Three Habitual Mistakes that Hurt Your Sex Life

Three Habitual Mistakes that Hurt Your Sex Life

Sex is supposed to be fun, an interactive process that you can relax and enjoy. However, there are some common mistakes or “habits” that can make love making “tasteless”. Sometimes you need to give up the insignificant adherences, to better appreciate the wonders and pleasure of sex.

Misunderstanding: Fixed sensitive points always bring the desired effect.
Positive solution: Machines have fixed programs but sex does not.

Sex is a pleasurable act that brings passion and vitality. Like football, its charm lies in its unpredictability. It is wrong to regard it as a habit or obligation, with a fixed timetable and procedures, where you simply wait for the desired effect. A machine can be scheduled to boot, but people cannot.

Maybe you can agree to have sex no more than a few times in one week, but you cannot appoint certain nights to have sex, let alone stipulate that you can only have sex in the bedroom, or how to have sex. By the same token, there is not just one way to climax. Experts believe that all the tricks are simply ways to help each other enjoy sex. Stubbornly sticking to a position, habitual stimulation of sensitive spots, and trying to follow other conventional habits will undoubtedly increase the pressure and make sex lose its enjoyable fun.

The sensitive points of the human body can change every day, depending on the state of mind, physical condition and environment. Therefore, sex should always be a creative, exploratory process.
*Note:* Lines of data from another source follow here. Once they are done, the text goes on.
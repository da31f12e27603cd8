//! EXIF ingestion via exiftool.
//!
//! Shells out to a persistent exiftool process (`-stay_open` mode) and maps
//! capture time plus GPS fix into [`Photo`] records. The `-n` flag keeps
//! GPS output as signed decimal degrees, so no sexagesimal parsing is
//! needed. Files missing a tag produce records with the matching field
//! empty; ingestion itself only fails when the exiftool process or its
//! output is broken.

use std::io::{BufRead, BufReader, BufWriter, Write};
use std::path::PathBuf;
use std::process::{Child, Command, Stdio};

use anyhow::{bail, Context, Result};
use chrono::{DateTime, NaiveDateTime, Utc};
use serde::Deserialize;

use crate::photo::Photo;

#[derive(Deserialize)]
struct ExiftoolOutput {
    #[serde(rename = "SourceFile")]
    source_file: String,
    #[serde(rename = "DateTimeOriginal")]
    date_time_original: Option<String>,
    #[serde(rename = "GPSLatitude")]
    gps_latitude: Option<f64>,
    #[serde(rename = "GPSLongitude")]
    gps_longitude: Option<f64>,
}

pub struct ExiftoolRunner {
    child: Child,
    stdin: BufWriter<std::process::ChildStdin>,
    stdout: BufReader<std::process::ChildStdout>,
}

impl ExiftoolRunner {
    /// Spawn a persistent exiftool process.
    pub fn new() -> Result<Self> {
        let mut child = Command::new("exiftool")
            .args(["-stay_open", "True", "-@", "-"])
            .stdin(Stdio::piped())
            .stdout(Stdio::piped())
            .stderr(Stdio::null())
            .spawn()
            .context("Failed to spawn exiftool process. Make sure exiftool is installed and in PATH.")?;

        let stdin = BufWriter::new(
            child
                .stdin
                .take()
                .context("Failed to get stdin handle for exiftool process")?,
        );
        let stdout = BufReader::new(
            child
                .stdout
                .take()
                .context("Failed to get stdout handle for exiftool process")?,
        );

        Ok(Self {
            child,
            stdin,
            stdout,
        })
    }

    /// Extract photo records for the given image files.
    pub fn extract(&mut self, paths: &[PathBuf]) -> Result<Vec<Photo>> {
        if paths.is_empty() {
            return Ok(Vec::new());
        }

        writeln!(self.stdin, "-json")?;
        writeln!(self.stdin, "-n")?;
        writeln!(self.stdin, "-fast2")?;
        writeln!(self.stdin, "-DateTimeOriginal")?;
        writeln!(self.stdin, "-GPSLatitude")?;
        writeln!(self.stdin, "-GPSLongitude")?;

        for path in paths {
            writeln!(self.stdin, "{}", path.display())?;
        }

        writeln!(self.stdin, "-execute")?;
        self.stdin.flush()?;

        // Read JSON output until the {ready} sentinel.
        let mut json_output = String::new();
        loop {
            let mut line = String::new();
            let bytes_read = self.stdout.read_line(&mut line)?;
            if bytes_read == 0 {
                bail!("Unexpected EOF from exiftool process");
            }

            let trimmed = line.trim();
            if trimmed.starts_with("{ready") && trimmed.ends_with('}') {
                break;
            }
            json_output.push_str(&line);
        }

        let rows: Vec<ExiftoolOutput> = serde_json::from_str(&json_output)
            .context("Failed to parse exiftool JSON output")?;

        Ok(rows
            .into_iter()
            .map(|row| Photo {
                id: row.source_file,
                taken_at: row
                    .date_time_original
                    .as_deref()
                    .and_then(parse_exif_datetime),
                latitude: row.gps_latitude,
                longitude: row.gps_longitude,
                location_name: None,
            })
            .collect())
    }
}

impl Drop for ExiftoolRunner {
    fn drop(&mut self) {
        // Gracefully shut down exiftool.
        let _ = writeln!(self.stdin, "-stay_open");
        let _ = writeln!(self.stdin, "False");
        let _ = self.stdin.flush();
        let _ = self.child.wait();
    }
}

/// Parse exiftool's `YYYY:MM:DD HH:MM:SS` datetime format.
fn parse_exif_datetime(raw: &str) -> Option<DateTime<Utc>> {
    let naive = NaiveDateTime::parse_from_str(raw, "%Y:%m:%d %H:%M:%S").ok()?;
    Some(DateTime::from_naive_utc_and_offset(naive, Utc))
}

#[cfg(test)]
mod tests {
    use super::*;
    use chrono::{Datelike, Timelike};

    #[test]
    fn test_parse_exif_datetime() {
        let dt = parse_exif_datetime("2024:06:15 14:30:25").unwrap();
        assert_eq!(dt.year(), 2024);
        assert_eq!(dt.month(), 6);
        assert_eq!(dt.day(), 15);
        assert_eq!(dt.hour(), 14);
        assert_eq!(dt.minute(), 30);
        assert_eq!(dt.second(), 25);
    }

    #[test]
    fn test_parse_exif_datetime_rejects_garbage() {
        assert!(parse_exif_datetime("").is_none());
        assert!(parse_exif_datetime("2024-06-15T14:30:25Z").is_none());
        assert!(parse_exif_datetime("0000:00:00 00:00:00").is_none());
    }

    #[test]
    fn test_rows_map_to_photos() {
        let json = r#"[
            {"SourceFile": "/photos/a.jpg", "DateTimeOriginal": "2024:06:15 09:00:00",
             "GPSLatitude": 48.8566, "GPSLongitude": 2.3522},
            {"SourceFile": "/photos/b.jpg"}
        ]"#;
        let rows: Vec<ExiftoolOutput> = serde_json::from_str(json).unwrap();
        let photos: Vec<Photo> = rows
            .into_iter()
            .map(|row| Photo {
                id: row.source_file,
                taken_at: row
                    .date_time_original
                    .as_deref()
                    .and_then(parse_exif_datetime),
                latitude: row.gps_latitude,
                longitude: row.gps_longitude,
                location_name: None,
            })
            .collect();

        assert_eq!(photos.len(), 2);
        assert!(photos[0].taken_at.is_some());
        assert!(photos[0].has_coordinates());
        assert!(photos[1].taken_at.is_none());
        assert!(!photos[1].has_coordinates());
    }
}
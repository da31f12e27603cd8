//! Trip detection and album suggestion library for Roamlog
//!
//! This crate turns a flat photo collection into ranked album suggestions:
//! photos are grouped into candidate trips by capture-date proximity, each
//! trip is clustered geographically, and every surviving cluster is scored
//! for how likely it is to represent a coherent trip worth an album.
//!
//! Everything here is pure, synchronous computation over in-memory records.
//! The storage layer, the UI, and album creation live outside this crate and
//! talk to it only through [`Photo`] in and [`AlbumSuggestion`] out.

pub mod cluster;
pub mod exif;
pub mod photo;
pub mod score;
pub mod suggest;

pub use cluster::{cluster_by_location, PhotoCluster};
pub use exif::ExiftoolRunner;
pub use photo::Photo;
pub use score::ConfidenceScore;
pub use suggest::{AlbumSuggester, AlbumSuggestion, SuggestConfig};
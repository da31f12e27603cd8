//! Confidence scoring for album suggestions.
//!
//! A suggestion's confidence is the sum of four independently capped
//! components. The exact thresholds are part of the contract: tests and the
//! UI ranking both depend on them bit-for-bit, so tuning them is a breaking
//! change.

use serde::{Deserialize, Serialize};

/// Component breakdown of a suggestion's 0-100 confidence rating.
#[derive(Debug, Clone, Copy, Serialize, Deserialize)]
pub struct ConfidenceScore {
    /// More photos, more confidence. Capped at 30.
    pub photo_count: u8,
    /// Named location beats bare coordinates. Capped at 25.
    pub location: u8,
    /// Tight date ranges look like real trips. Capped at 25.
    pub date_range: u8,
    /// Shots per day. Capped at 20.
    pub density: u8,
}

impl ConfidenceScore {
    /// Score a cluster from its observable facts.
    ///
    /// `day_span` is the whole-day difference between the first and last
    /// capture date (0 when everything was shot on the same calendar day).
    pub fn evaluate(
        photo_count: usize,
        has_location_name: bool,
        has_coordinates: bool,
        day_span: i64,
    ) -> Self {
        let count_points = if photo_count >= 20 {
            30
        } else if photo_count >= 10 {
            25
        } else if photo_count >= 5 {
            20
        } else {
            15
        };

        let location_points = if has_location_name {
            25
        } else if has_coordinates {
            15
        } else {
            0
        };

        let range_points = if day_span <= 7 {
            25
        } else if day_span <= 14 {
            20
        } else if day_span <= 30 {
            15
        } else {
            10
        };

        let per_day = photo_count as f64 / (day_span + 1) as f64;
        let density_points = if per_day >= 5.0 {
            20
        } else if per_day >= 3.0 {
            15
        } else if per_day >= 1.0 {
            10
        } else {
            5
        };

        Self {
            photo_count: count_points,
            location: location_points,
            date_range: range_points,
            density: density_points,
        }
    }

    /// Total confidence, clamped to 100.
    pub fn total(&self) -> u8 {
        let sum = u16::from(self.photo_count)
            + u16::from(self.location)
            + u16::from(self.date_range)
            + u16::from(self.density);
        sum.min(100) as u8
    }

    /// Human-readable confidence band.
    pub fn category(&self) -> &'static str {
        match self.total() {
            t if t >= 80 => "Strong",
            t if t >= 60 => "Good",
            t if t >= 40 => "Fair",
            _ => "Weak",
        }
    }
}

#[cfg(test)]
mod tests {
    use super::*;

    #[test]
    fn test_photo_count_bands() {
        assert_eq!(ConfidenceScore::evaluate(25, false, false, 0).photo_count, 30);
        assert_eq!(ConfidenceScore::evaluate(20, false, false, 0).photo_count, 30);
        assert_eq!(ConfidenceScore::evaluate(12, false, false, 0).photo_count, 25);
        assert_eq!(ConfidenceScore::evaluate(5, false, false, 0).photo_count, 20);
        assert_eq!(ConfidenceScore::evaluate(3, false, false, 0).photo_count, 15);
    }

    #[test]
    fn test_location_bands() {
        assert_eq!(ConfidenceScore::evaluate(3, true, true, 0).location, 25);
        assert_eq!(ConfidenceScore::evaluate(3, false, true, 0).location, 15);
        assert_eq!(ConfidenceScore::evaluate(3, false, false, 0).location, 0);
    }

    #[test]
    fn test_date_range_bands() {
        assert_eq!(ConfidenceScore::evaluate(3, false, false, 0).date_range, 25);
        assert_eq!(ConfidenceScore::evaluate(3, false, false, 7).date_range, 25);
        assert_eq!(ConfidenceScore::evaluate(3, false, false, 8).date_range, 20);
        assert_eq!(ConfidenceScore::evaluate(3, false, false, 14).date_range, 20);
        assert_eq!(ConfidenceScore::evaluate(3, false, false, 30).date_range, 15);
        assert_eq!(ConfidenceScore::evaluate(3, false, false, 31).date_range, 10);
    }

    #[test]
    fn test_density_bands() {
        // 10 photos in one day: 10/day.
        assert_eq!(ConfidenceScore::evaluate(10, false, false, 0).density, 20);
        // 10 photos over 3 days (span 2): ~3.3/day.
        assert_eq!(ConfidenceScore::evaluate(10, false, false, 2).density, 15);
        // 10 photos over 8 days (span 7): 1.25/day.
        assert_eq!(ConfidenceScore::evaluate(10, false, false, 7).density, 10);
        // 3 photos over 10 days (span 9): 0.3/day.
        assert_eq!(ConfidenceScore::evaluate(3, false, false, 9).density, 5);
    }

    #[test]
    fn test_total_is_component_sum_capped_at_100() {
        // Best case across all components sums to exactly 100.
        let best = ConfidenceScore::evaluate(20, true, true, 0);
        assert_eq!(best.total(), 100);

        let weak = ConfidenceScore::evaluate(3, false, false, 45);
        assert_eq!(weak.total(), 15 + 0 + 10 + 5);
    }

    #[test]
    fn test_categories() {
        assert_eq!(ConfidenceScore::evaluate(20, true, true, 0).category(), "Strong");
        assert_eq!(ConfidenceScore::evaluate(5, false, true, 3).category(), "Good");
        assert_eq!(ConfidenceScore::evaluate(3, false, false, 10).category(), "Fair");
        assert_eq!(ConfidenceScore::evaluate(3, false, false, 45).category(), "Weak");
    }
}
Misunderstanding: Sex is only beautiful and meaningful when it ends in climax.
Positive solution: Treat the climax as a pleasant surprise in the process of sex, so you can fully enjoy the fun.

There is data that indicates four out of every ten women in the United States have climax troubles. This affects the overall sense of superiority and health of these women. Freud believed that female sexuality is the “unknown continent” of the female soul, “an unknown world hidden in folds of skin and muscle”. So, while a climax is certainly beautiful, sometimes when you deliberately pursue it, it cannot be found.
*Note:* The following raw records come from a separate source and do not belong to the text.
//! Per-frame animation data derived from a flight path.
//!
//! The renderer consumes one [`FlightSegment`] per frame: interpolated
//! position, a three-phase altitude profile (climb, cruise, descend), and
//! the heading toward the next waypoint. Position blends linearly between
//! adjacent waypoints rather than re-solving the great circle per frame;
//! the waypoints are already densely sampled, and the camera-follow math
//! assumes exactly this timing.

use serde::{Deserialize, Serialize};

use crate::geo::{destination_point, initial_bearing_deg, GeoPoint};
use crate::path::FlightPath;

/// Default animation frame rate.
pub const DEFAULT_FRAME_RATE: u32 = 60;
/// Fraction of the flight spent climbing, mirrored for the descent.
const CLIMB_FRACTION: f64 = 0.1;
/// Normalized long-haul cruise altitude.
const CRUISE_ALTITUDE: f64 = 1.0;
/// Hops shorter than this cruise lower.
const SHORT_FLIGHT_KM: f64 = 500.0;
const SHORT_FLIGHT_ALTITUDE_SCALE: f64 = 0.6;
/// Follow-camera trail distance behind the airplane, in kilometers.
const CAMERA_TRAIL_KM: f64 = 200.0;
/// Follow-camera height above the airplane's normalized altitude.
const CAMERA_ELEVATION: f64 = 0.4;
const MAX_BANK_DEG: f64 = 30.0;
const BANK_GAIN: f64 = 2.0;
const PITCH_GAIN: f64 = 45.0;

/// One frame of flight animation.
#[derive(Debug, Clone, Serialize, Deserialize)]
pub struct FlightSegment {
    pub latitude: f64,
    pub longitude: f64,
    /// Normalized altitude: 0 on the ground, 1 at long-haul cruise.
    pub altitude: f64,
    /// Playback progress in [0, 1].
    pub progress: f64,
    pub heading_deg: f64,
    /// Milliseconds since the start of playback.
    pub timestamp_ms: f64,
}

/// Euler angles for the airplane model, in degrees.
#[derive(Debug, Clone, Copy, Serialize, Deserialize)]
pub struct AirplaneRotation {
    pub pitch_deg: f64,
    pub yaw_deg: f64,
    pub roll_deg: f64,
}

/// A trailing, elevated point for a follow camera.
#[derive(Debug, Clone, Serialize, Deserialize)]
pub struct CameraPosition {
    pub latitude: f64,
    pub longitude: f64,
    pub altitude: f64,
}

/// Materialize the whole animation for `path` at the given frame rate:
/// `floor(duration_seconds * frame_rate) + 1` segments, progress running
/// from 0 to exactly 1. Paths with fewer than two waypoints (or a
/// non-positive duration or frame rate) yield no segments.
pub fn generate_flight_segments(path: &FlightPath, frame_rate: u32) -> Vec<FlightSegment> {
    if path.waypoints.len() < 2 || frame_rate == 0 || path.duration_ms <= 0.0 {
        return Vec::new();
    }

    let total_frames = (path.duration_ms / 1000.0 * f64::from(frame_rate)).floor() as usize;
    if total_frames == 0 {
        return Vec::new();
    }
    let frame_interval_ms = 1000.0 / f64::from(frame_rate);
    let cruise = cruise_altitude(path.distance_km);
    let last = path.waypoints.len() - 1;

    let mut segments = Vec::with_capacity(total_frames + 1);
    for frame in 0..=total_frames {
        let progress = frame as f64 / total_frames as f64;
        let position = progress * last as f64;
        let lower = (position.floor() as usize).min(last);
        let upper = (lower + 1).min(last);
        let blend = position - lower as f64;

        let a = &path.waypoints[lower];
        let b = &path.waypoints[upper];
        let latitude = a.latitude + (b.latitude - a.latitude) * blend;
        let longitude = a.longitude + (b.longitude - a.longitude) * blend;

        let heading_deg = if lower == last {
            // Sitting on the final waypoint: hold the bearing of the last leg.
            initial_bearing_deg(&path.waypoints[last - 1], &path.waypoints[last])
        } else {
            initial_bearing_deg(&GeoPoint::new(latitude, longitude), b)
        };

        segments.push(FlightSegment {
            latitude,
            longitude,
            altitude: altitude_at(progress, cruise),
            progress,
            heading_deg,
            timestamp_ms: frame as f64 * frame_interval_ms,
        });
    }
    segments
}

/// Rotation for the airplane model at `current`. Pitch and roll settle to
/// level flight at the ends of the sequence where no neighbor exists.
pub fn airplane_rotation(
    current: &FlightSegment,
    previous: Option<&FlightSegment>,
    next: Option<&FlightSegment>,
) -> AirplaneRotation {
    let pitch_deg = match next {
        Some(next) => (next.altitude - current.altitude) * PITCH_GAIN,
        None => 0.0,
    };

    let roll_deg = match previous {
        Some(previous) => {
            let delta = normalize_heading_delta(current.heading_deg - previous.heading_deg);
            (delta * BANK_GAIN).clamp(-MAX_BANK_DEG, MAX_BANK_DEG)
        }
        None => 0.0,
    };

    AirplaneRotation {
        pitch_deg,
        yaw_deg: current.heading_deg,
        roll_deg,
    }
}

/// Camera point trailing the airplane opposite its heading, elevated above
/// it. Stateless; each frame's camera derives purely from that frame.
pub fn camera_position(segment: &FlightSegment) -> CameraPosition {
    let here = GeoPoint::new(segment.latitude, segment.longitude);
    let reciprocal = (segment.heading_deg + 180.0) % 360.0;
    let behind = destination_point(&here, reciprocal, CAMERA_TRAIL_KM);

    CameraPosition {
        latitude: behind.latitude,
        longitude: behind.longitude,
        altitude: segment.altitude + CAMERA_ELEVATION,
    }
}

fn cruise_altitude(distance_km: f64) -> f64 {
    if distance_km < SHORT_FLIGHT_KM {
        CRUISE_ALTITUDE * SHORT_FLIGHT_ALTITUDE_SCALE
    } else {
        CRUISE_ALTITUDE
    }
}

/// Three-phase profile: linear climb over the first 10% of progress,
/// cruise, then a linear descent over the last 10%.
fn altitude_at(progress: f64, cruise: f64) -> f64 {
    if progress < CLIMB_FRACTION {
        cruise * (progress / CLIMB_FRACTION)
    } else if progress > 1.0 - CLIMB_FRACTION {
        cruise * ((1.0 - progress) / CLIMB_FRACTION)
    } else {
        cruise
    }
}

/// Smallest signed angle equivalent, in [-180, 180).
fn normalize_heading_delta(delta: f64) -> f64 {
    (delta + 540.0) % 360.0 - 180.0
}
//! Flight path construction.
//!
//! A [`FlightPath`] packages everything the globe renderer needs to draw
//! and pace one hop: great-circle distance, departure bearing, a densely
//! sampled waypoint polyline, and a screen animation duration. The
//! duration is a presentation pacing heuristic, deliberately decoupled
//! from the illustrative real-world flight time estimate.

use chrono::{DateTime, Utc};
use serde::{Deserialize, Serialize};

use crate::geo::{haversine_distance_km, initial_bearing_deg, intermediate_point, GeoPoint};

/// Assumed commercial cruise speed for the flight-time estimate (km/h).
const CRUISE_SPEED_KMH: f64 = 900.0;
/// Screen milliseconds per kilometer, before clamping.
const DURATION_MS_PER_KM: f64 = 50.0;
const MIN_DURATION_MS: f64 = 3000.0;
const MAX_DURATION_MS: f64 = 8000.0;
/// Default number of great-circle interpolation steps per path.
pub const DEFAULT_SEGMENTS: usize = 100;

/// A single animated hop between two places.
#[derive(Debug, Clone, Serialize, Deserialize)]
pub struct FlightPath {
    pub start: GeoPoint,
    pub end: GeoPoint,
    pub distance_km: f64,
    /// Screen animation duration, not real flight time.
    pub duration_ms: f64,
    /// `segments + 1` points sampled along the great circle.
    pub waypoints: Vec<GeoPoint>,
    /// Initial bearing at departure, degrees in [0, 360).
    pub bearing_deg: f64,
    /// Illustrative estimate at cruise speed, in hours.
    pub estimated_flight_hours: f64,
}

/// A place the user visited, dated so a year of visits can be ordered.
#[derive(Debug, Clone, Serialize, Deserialize)]
pub struct VisitedLocation {
    pub name: String,
    pub latitude: f64,
    pub longitude: f64,
    pub visited_at: DateTime<Utc>,
}

/// Build the flight path from `start` to `end`, sampling `segments + 1`
/// waypoints along the great circle. `segments` is clamped to at least 1.
pub fn generate_flight_path(start: GeoPoint, end: GeoPoint, segments: usize) -> FlightPath {
    let segments = segments.max(1);
    let distance_km = haversine_distance_km(&start, &end);
    let bearing_deg = initial_bearing_deg(&start, &end);
    let duration_ms = (distance_km * DURATION_MS_PER_KM).clamp(MIN_DURATION_MS, MAX_DURATION_MS);

    let mut waypoints = Vec::with_capacity(segments + 1);
    for i in 0..=segments {
        let fraction = i as f64 / segments as f64;
        waypoints.push(intermediate_point(&start, &end, fraction));
    }

    FlightPath {
        distance_km,
        duration_ms,
        waypoints,
        bearing_deg,
        estimated_flight_hours: distance_km / CRUISE_SPEED_KMH,
        start,
        end,
    }
}

/// [`generate_flight_path`] with the default waypoint density.
pub fn generate_flight_path_default(start: GeoPoint, end: GeoPoint) -> FlightPath {
    generate_flight_path(start, end, DEFAULT_SEGMENTS)
}

/// One flight path per consecutive pair of visits, in date order.
/// Fewer than two locations yields no paths.
pub fn generate_year_flight_paths(mut locations: Vec<VisitedLocation>) -> Vec<FlightPath> {
    if locations.len() < 2 {
        return Vec::new();
    }
    locations.sort_by_key(|location| location.visited_at);

    locations
        .windows(2)
        .map(|pair| {
            let from = GeoPoint::with_name(pair[0].latitude, pair[0].longitude, pair[0].name.clone());
            let to = GeoPoint::with_name(pair[1].latitude, pair[1].longitude, pair[1].name.clone());
            generate_flight_path_default(from, to)
        })
        .collect()
}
It is usually the case that once you have experienced the beauty of sex, you cannot help desiring that satisfaction every time. But often, just when you only need a little bit more to reach your pinnacle, the other party cannot “hold it down” and falls short. Sometimes, regardless of how hard your partner works, your body is sleeping and does not respond. Well, when everything is said and done, is the climax really so important to you? In fact, sex is a whole process of which the climax is just one part of it. If you see climax as the only goal, you will lose all the other good parts of sex.

On the other hand, lack of orgasm can be a type of disorder. You may wish to examine the reasons you cannot experience orgasms, such as psychological depression, past sexual indulgence, strained relationship with your partner, poor body image, etc. Physical factors include menopausal vaginal atrophy, nerve damage, heart disease, smoking and obesity. For any of the above reasons, you may wish to consult a doctor.